■ DIRECTIONS FOR THIS TASK:
Answer with one number: the count of lines in the listing below that hold the word "filename".
########
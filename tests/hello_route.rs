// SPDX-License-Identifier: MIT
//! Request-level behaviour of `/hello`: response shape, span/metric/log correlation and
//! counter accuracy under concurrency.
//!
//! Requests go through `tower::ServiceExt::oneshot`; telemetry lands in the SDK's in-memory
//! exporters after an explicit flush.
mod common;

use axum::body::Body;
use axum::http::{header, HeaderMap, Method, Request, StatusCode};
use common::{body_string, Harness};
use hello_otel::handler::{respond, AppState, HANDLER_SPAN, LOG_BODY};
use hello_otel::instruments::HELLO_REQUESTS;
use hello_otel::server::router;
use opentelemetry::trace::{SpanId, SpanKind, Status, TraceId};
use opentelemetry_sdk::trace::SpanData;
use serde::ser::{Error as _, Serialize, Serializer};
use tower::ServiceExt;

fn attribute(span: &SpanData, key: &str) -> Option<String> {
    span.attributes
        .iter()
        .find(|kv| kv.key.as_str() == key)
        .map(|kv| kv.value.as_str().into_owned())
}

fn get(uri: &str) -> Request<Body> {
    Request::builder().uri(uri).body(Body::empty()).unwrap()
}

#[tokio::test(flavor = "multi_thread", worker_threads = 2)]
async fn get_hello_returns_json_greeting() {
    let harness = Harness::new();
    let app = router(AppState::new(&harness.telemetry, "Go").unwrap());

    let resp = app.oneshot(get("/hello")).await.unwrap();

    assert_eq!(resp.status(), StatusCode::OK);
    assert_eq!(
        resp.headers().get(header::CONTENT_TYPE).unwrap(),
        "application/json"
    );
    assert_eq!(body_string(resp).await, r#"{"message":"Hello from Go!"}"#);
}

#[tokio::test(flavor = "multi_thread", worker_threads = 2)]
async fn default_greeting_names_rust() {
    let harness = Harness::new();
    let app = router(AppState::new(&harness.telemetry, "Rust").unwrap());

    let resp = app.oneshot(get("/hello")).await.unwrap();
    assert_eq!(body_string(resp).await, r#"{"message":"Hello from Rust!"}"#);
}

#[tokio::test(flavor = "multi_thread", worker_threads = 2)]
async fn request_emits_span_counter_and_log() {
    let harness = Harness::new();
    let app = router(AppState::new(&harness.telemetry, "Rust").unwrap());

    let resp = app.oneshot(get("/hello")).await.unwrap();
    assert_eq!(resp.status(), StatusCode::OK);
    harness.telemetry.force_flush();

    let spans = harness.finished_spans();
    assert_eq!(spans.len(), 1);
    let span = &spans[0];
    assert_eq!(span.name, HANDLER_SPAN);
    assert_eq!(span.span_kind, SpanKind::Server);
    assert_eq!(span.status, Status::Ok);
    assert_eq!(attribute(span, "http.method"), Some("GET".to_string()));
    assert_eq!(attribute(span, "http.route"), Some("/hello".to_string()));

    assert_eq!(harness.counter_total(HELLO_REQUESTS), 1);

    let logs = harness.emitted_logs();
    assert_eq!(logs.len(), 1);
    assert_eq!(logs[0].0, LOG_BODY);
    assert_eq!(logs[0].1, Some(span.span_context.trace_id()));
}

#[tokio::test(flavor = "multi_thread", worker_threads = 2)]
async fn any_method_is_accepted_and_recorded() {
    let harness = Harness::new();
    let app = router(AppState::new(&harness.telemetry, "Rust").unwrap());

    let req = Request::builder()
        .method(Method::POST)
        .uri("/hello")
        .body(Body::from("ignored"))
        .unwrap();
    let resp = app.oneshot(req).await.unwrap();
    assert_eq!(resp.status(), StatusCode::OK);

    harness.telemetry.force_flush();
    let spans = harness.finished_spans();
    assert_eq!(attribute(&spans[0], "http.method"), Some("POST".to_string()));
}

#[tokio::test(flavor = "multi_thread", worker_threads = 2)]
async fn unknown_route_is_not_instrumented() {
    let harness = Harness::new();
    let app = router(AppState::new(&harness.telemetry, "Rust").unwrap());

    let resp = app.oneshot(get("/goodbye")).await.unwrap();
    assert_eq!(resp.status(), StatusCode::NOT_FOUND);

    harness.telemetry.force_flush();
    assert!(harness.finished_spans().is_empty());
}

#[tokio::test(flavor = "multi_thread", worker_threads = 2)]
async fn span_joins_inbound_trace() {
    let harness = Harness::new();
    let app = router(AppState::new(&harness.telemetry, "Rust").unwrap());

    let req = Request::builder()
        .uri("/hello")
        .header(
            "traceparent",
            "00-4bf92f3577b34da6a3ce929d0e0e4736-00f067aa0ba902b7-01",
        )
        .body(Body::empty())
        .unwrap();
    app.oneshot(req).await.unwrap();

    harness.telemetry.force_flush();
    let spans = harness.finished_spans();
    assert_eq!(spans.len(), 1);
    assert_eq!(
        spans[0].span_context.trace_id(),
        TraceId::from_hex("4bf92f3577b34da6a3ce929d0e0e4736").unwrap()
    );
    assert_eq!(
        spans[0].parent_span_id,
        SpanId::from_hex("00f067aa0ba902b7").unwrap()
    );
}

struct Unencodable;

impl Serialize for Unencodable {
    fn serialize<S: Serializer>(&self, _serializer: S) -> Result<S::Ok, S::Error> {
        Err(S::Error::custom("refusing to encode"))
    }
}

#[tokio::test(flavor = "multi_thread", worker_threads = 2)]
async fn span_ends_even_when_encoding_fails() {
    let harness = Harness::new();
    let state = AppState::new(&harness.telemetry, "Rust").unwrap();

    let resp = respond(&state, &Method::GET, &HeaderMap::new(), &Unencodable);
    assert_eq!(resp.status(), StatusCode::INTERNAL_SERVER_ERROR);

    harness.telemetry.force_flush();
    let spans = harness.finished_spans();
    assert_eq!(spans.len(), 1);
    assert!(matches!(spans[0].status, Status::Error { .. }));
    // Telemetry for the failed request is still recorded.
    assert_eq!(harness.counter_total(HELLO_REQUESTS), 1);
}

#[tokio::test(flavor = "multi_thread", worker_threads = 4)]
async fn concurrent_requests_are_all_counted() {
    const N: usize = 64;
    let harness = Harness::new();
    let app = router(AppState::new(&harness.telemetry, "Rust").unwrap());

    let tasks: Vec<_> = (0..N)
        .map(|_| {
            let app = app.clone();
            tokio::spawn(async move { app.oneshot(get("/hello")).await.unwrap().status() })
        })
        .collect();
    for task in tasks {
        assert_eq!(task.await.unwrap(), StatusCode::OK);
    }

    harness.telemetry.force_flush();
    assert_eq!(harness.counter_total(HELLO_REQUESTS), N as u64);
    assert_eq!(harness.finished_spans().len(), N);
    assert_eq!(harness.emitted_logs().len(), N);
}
########
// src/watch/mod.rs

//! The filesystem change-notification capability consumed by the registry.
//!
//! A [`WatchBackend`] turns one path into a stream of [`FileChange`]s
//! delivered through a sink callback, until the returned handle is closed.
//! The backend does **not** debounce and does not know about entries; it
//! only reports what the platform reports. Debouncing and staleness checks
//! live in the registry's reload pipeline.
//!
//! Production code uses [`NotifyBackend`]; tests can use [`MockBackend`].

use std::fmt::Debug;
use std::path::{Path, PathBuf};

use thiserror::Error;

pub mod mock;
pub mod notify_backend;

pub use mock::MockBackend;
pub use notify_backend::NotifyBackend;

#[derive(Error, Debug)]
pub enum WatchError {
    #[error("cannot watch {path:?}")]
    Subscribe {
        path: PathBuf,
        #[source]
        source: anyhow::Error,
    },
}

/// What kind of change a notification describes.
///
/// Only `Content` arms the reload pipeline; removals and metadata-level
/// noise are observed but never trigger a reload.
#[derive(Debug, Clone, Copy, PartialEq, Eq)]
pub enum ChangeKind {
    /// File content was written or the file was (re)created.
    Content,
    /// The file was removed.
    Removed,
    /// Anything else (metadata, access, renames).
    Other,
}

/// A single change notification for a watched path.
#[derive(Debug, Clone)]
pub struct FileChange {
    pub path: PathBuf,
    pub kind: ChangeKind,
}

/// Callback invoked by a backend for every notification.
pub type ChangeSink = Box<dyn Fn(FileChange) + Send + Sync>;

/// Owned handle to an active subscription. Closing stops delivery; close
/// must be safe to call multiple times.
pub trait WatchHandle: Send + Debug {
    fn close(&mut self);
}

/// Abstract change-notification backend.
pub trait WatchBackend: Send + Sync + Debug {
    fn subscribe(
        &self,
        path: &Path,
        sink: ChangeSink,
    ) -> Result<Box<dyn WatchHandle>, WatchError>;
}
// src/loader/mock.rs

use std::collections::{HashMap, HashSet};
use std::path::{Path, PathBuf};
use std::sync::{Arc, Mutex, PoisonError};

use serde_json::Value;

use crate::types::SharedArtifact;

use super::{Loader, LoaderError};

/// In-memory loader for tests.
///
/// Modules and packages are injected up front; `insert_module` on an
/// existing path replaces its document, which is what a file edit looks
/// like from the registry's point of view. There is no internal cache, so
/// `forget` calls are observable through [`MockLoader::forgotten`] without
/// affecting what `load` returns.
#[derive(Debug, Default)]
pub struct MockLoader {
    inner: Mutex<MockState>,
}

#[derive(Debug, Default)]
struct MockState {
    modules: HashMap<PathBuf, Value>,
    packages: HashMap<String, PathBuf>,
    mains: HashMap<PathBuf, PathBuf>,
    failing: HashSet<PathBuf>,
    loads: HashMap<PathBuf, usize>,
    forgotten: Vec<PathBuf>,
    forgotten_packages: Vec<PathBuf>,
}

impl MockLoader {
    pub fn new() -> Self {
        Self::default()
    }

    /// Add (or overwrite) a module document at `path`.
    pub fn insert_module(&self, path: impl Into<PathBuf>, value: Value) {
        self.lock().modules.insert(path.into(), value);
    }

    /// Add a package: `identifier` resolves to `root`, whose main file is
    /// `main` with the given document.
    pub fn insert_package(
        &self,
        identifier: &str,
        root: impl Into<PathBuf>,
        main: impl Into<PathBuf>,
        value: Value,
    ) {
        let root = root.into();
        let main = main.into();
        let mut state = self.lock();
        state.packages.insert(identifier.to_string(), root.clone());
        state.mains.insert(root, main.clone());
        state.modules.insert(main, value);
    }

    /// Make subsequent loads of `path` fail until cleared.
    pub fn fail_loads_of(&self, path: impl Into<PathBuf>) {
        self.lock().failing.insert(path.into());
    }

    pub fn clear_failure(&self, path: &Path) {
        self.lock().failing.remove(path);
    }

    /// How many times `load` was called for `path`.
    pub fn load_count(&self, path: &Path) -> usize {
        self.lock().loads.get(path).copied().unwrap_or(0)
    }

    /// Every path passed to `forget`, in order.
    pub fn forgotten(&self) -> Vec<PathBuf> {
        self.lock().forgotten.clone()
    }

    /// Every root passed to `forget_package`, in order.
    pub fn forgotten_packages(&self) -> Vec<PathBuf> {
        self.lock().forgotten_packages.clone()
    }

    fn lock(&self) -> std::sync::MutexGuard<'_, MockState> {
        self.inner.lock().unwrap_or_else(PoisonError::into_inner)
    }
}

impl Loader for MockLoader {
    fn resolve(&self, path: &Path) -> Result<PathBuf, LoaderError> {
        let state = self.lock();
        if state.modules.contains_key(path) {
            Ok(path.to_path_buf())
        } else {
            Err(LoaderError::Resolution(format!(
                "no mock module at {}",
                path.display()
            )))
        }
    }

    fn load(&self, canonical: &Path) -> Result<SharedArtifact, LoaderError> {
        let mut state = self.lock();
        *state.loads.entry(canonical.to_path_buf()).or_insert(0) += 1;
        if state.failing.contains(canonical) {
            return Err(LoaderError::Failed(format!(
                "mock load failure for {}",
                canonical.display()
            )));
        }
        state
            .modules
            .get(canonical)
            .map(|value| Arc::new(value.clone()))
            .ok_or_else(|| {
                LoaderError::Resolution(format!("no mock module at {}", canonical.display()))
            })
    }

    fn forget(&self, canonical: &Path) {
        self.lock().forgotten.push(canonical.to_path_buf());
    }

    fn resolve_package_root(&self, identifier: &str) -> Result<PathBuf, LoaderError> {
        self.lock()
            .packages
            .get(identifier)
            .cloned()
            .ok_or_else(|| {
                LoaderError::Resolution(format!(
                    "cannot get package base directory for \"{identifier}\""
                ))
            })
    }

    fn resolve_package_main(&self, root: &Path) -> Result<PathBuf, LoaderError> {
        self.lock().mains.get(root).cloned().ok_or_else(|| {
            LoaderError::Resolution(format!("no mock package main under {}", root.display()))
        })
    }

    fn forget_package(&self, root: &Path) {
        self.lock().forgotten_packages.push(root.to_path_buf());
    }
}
########
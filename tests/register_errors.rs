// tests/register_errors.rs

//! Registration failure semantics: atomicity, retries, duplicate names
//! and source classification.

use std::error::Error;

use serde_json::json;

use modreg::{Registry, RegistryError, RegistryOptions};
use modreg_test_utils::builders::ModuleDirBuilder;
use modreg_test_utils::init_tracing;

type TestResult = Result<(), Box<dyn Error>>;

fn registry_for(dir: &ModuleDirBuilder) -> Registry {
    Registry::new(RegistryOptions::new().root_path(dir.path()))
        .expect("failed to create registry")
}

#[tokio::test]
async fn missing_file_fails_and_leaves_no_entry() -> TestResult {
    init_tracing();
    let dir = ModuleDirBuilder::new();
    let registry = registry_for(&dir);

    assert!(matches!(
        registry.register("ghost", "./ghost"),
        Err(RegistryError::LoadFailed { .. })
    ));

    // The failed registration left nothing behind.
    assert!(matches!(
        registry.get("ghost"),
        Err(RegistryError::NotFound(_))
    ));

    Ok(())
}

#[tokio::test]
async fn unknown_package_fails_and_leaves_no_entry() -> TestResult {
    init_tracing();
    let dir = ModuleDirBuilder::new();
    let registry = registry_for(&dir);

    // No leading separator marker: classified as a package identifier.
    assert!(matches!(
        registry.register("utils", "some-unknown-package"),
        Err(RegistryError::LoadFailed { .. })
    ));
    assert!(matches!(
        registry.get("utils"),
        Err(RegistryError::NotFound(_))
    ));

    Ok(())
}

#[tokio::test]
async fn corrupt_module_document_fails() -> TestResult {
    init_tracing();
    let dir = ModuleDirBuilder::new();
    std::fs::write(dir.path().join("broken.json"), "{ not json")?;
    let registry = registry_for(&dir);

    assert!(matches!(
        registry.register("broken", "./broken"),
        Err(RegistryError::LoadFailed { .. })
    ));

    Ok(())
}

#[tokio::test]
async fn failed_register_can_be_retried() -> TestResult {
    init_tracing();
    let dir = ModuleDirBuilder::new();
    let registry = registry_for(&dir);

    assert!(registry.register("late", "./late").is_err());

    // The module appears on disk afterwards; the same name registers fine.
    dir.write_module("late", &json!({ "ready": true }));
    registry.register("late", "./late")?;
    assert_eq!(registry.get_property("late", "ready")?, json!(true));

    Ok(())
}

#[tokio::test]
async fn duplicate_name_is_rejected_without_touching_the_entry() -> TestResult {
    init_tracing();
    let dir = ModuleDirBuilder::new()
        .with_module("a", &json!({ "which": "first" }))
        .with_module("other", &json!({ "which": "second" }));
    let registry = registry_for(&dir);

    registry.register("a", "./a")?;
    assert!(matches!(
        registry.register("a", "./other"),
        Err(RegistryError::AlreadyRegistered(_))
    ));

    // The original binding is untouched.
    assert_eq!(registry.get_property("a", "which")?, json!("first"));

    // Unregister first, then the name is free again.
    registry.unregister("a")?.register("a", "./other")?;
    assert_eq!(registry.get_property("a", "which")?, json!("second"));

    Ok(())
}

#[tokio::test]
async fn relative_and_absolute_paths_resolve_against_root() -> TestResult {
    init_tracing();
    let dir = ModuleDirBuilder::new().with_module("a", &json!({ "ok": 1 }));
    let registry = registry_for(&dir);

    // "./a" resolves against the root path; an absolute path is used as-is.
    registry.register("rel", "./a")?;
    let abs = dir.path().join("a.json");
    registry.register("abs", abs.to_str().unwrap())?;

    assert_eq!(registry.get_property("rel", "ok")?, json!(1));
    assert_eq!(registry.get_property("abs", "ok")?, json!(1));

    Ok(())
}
########
■ EXERCISE OUTPUT:
2